Q: What are the best conditions for observing?
A: Good or poor viewing is not always determined by the optics of a telescope. There can be external factors determining the quality of an image. The blanket of air surrounding the earth is constantly in motion. This shifting and swirling of the atmosphere causes a poor image especially at higher powers. This constantly changes so some nights may be better for viewing than others.
Optical distortions made by the rippling of air currents emitting above a heated surface or area can cause a poor image. Objects are more distinct when viewing straight up because you are only viewing through an atmosphere of about 10 miles thick. This is opposed to an atmosphere 15 miles thick at 45 degrees, and over 100 miles thick near the horizon.
Light pollution: If possible avoid using your scope around lights (street lights. house lights. etc.). A high magnifying telescope is very sensitive to light, resulting in a washed out image or an annoying glare. The effects of bright light become more obvious near cities. Many of the stars seem to disappear near the city horizon.

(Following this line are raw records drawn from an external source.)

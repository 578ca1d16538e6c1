use std::path::PathBuf;

use clap::Parser;

#[derive(Parser, Debug, Clone)]
#[command(author, version, about, long_about = None)]
pub struct Config {
    /// Maze file to analyze; reads stdin when omitted.
    pub input: Option<PathBuf>,

    #[arg(long, default_value_t = 2)]
    pub short_jump: u32,

    #[arg(long, default_value_t = 20)]
    pub long_jump: u32,

    #[arg(long, default_value_t = 100)]
    pub min_saving: u32,

    #[arg(long, default_value_t = false)]
    pub show_grid: bool,
}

Moonlight can be another factor. The harsh glare from a full or bright moon can dim nearby stars and planets. The moon itself is best viewed during the phases near the area dividing the darkness and sunlight.
Avoid viewing through an open window (never view through a closed window). The air currents caused by the inside/outside temperature, especially during the cold season makes quality observation impossible.
A bank of clouds is impossible to view through. Fortunately these are constantly moving. When stars twinkle rapidly, this is a result of the warm and cool air mixing. This results in poor viewing. Try to observe on nights when the stars have a steady 'burn' like the planets. A heavy haze causes poor viewing but a faint haze usually means a still atmosphere and good viewing may be possible. Stars always appear as pinpoints of light. They are at such great distances that any discernible size difference between very low and high magnifications within the telescope is impossible. The light gathering power of the telescope allows you to see stars and planets that your eyes would not normally see within the solar system.
Most telescopes give their widest field of view at lowest power - usually not more than 1-1/2 degrees. This means it is frustratingly difficult to find anything in the sky with the telescope alone. A small telescope called a finderscope is mounted parallel on the side of the main scope to get around this problem. The low powered finderscope with its four to six degree field of view and central crosshairs permits precise aiming before you look through the main body of the telescope.